Information Flow for Operator SDK Ansible-based Operators

    • Gets the primary resource based on NamespacedName this uses the cache from controller runtime.
    • Determines if the resource is deleted based on the existence of a finalizer and a metadata.DeletionTimeStamp.
      • If deleted and not one of our finalizers we exit with no error.
      • If finalizer is needed, but is not on the object, and is not deleted then add it and continue.
    • Creates the proxy’s kubeconfig.
    • Calls out Runner using the runner package.
    • Watches for events to come back across the results channel.
      • Logs the events
      • Keeps track of failure messages as well as the StatusEvent, which is the ending event that the Ansible sends to mark the playbook/role is completed.
    • If a finalizer exists and the resource was deleted then remove the finalizer and update the object and continue.
    • Update the status of the resource to mark that the run has completed
    • Create the socket that ansible will communicate over
    • Create the directory on disk for ansible runner. or update the files on disk if they already exist.
    • Run the ansible runner command in a go routine, when this exits close the channel for the socket.
    • Every request to the k8s api goes through the proxy.

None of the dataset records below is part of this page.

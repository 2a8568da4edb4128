/// A cursor for byte-by-byte scanning of an inline directive argument.
///
/// Only ASCII delimiters are ever matched, so every position the scanner
/// stops at to slice is a valid UTF-8 boundary.
#[derive(Clone)]
pub struct Cursor<'a> {
    /// The argument being scanned.
    pub s: &'a str,
    /// Current index into `s`.
    pub i: usize,
}

impl<'a> Cursor<'a> {
    pub fn new(s: &'a str) -> Self {
        Self { s, i: 0 }
    }

    pub fn pos(&self) -> usize {
        self.i
    }

    /// Peeks at the current byte without advancing.
    pub fn peek(&self) -> Option<u8> {
        self.s.as_bytes().get(self.i).copied()
    }

    /// Advances by one byte, returning the consumed byte.
    pub fn bump(&mut self) -> Option<u8> {
        let b = self.peek()?;
        self.i += 1;
        Some(b)
    }

    /// Text between `start` and the current position.
    pub fn slice_from(&self, start: usize) -> &'a str {
        &self.s[start..self.i]
    }
}
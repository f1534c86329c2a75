// Word layout
pub const TYPE_DEFINING_BIT: u32 = 0x8000_0000;
pub const TYPE_TAG_SHIFT: u32 = 27;
pub const TYPE_TAG_MASK: u32 = 0xF;
pub const EVENT_NUMBER_MASK: u32 = 0x3F_FFFF; // 22 bits
pub const TRIGGER_TIME_MASK: u32 = 0xFF_FFFF; // 24 bits
pub const CHANNEL_SHIFT: u32 = 23;
pub const CHANNEL_MASK: u32 = 0xF;
pub const WINDOW_WORD_COUNT_MASK: u32 = 0xFFF;
pub const SAMPLE_A_SHIFT: u32 = 16;
pub const SAMPLE_MASK: u32 = 0x1FFF; // 13 bits
pub const SAMPLE_A_INVALID_BIT: u32 = 0x2000_0000;
pub const SAMPLE_B_INVALID_BIT: u32 = 0x2000;
pub const PULSE_SLOT_SHIFT: u32 = 21;
pub const PULSE_SLOT_MASK: u32 = 0x3;
pub const PULSE_INTEGRAL_MASK: u32 = 0x7_FFFF; // 19 bits
pub const PULSE_TIME_MASK: u32 = 0xFFFF;
pub const NUMBER_OF_TYPE_TAGS: usize = 16;

// Words in front of the FADC payload inside a readout bank
pub const BANK_HEADER_WORDS: usize = 2;

// Hardware
pub const MAX_PULSES: usize = 4; // per channel per event
pub const DEFAULT_NUMBER_OF_CHANNELS: usize = 16;
pub const DEFAULT_CLOCK_MHZ: f64 = 250.0;
// 1000 / 64, the pulse time is reported in 1/64 of a clock period
pub const PULSE_TIME_NS_MHZ: f64 = 15.625;

// Analyzer defaults
pub const DEFAULT_RESOLUTION: usize = 2;
pub const DEFAULT_THRESHOLD: f64 = 10.0;
pub const DEFAULT_PEDESTAL_WINDOW: usize = 5;
pub const DEFAULT_PEDESTAL_FLATNESS: f64 = 1.0;
pub const DEFAULT_OVERFLOW_VALUE: u32 = 4096;

// Analyzer internals
pub const TREND_TOLERANCE: f64 = 0.1; // ADC units
pub const OVERFLOW_PEDESTAL_FRACTION: f64 = 0.95;
pub const PEDESTAL_WINDOW_DIVISOR: usize = 12;
pub const PEAK_SIGNIFICANCE: f64 = 3.0; // in units of pedestal error
pub const BACKGROUND_CLIP_DIVISOR: usize = 4;
pub const BACKGROUND_TRIM_SIGMA: f64 = 1.0;
pub const BACKGROUND_TRIM_ITERATIONS: usize = 3;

    • The owner reference is injected into the object that is being created in the same namespace as the CR.
    • The operator-sdk annotations are injected into the object that is being created outside of namepsace of the CR.
    • The proxy then adds dependent watches for the correct controller if we have not started watching the type already.
    • On a GET, we attempt to use the informer cache to get the resource. This will also attempt to re-add dependent watches if we find a type with an owner reference.
    • Ansible is run and has its own process.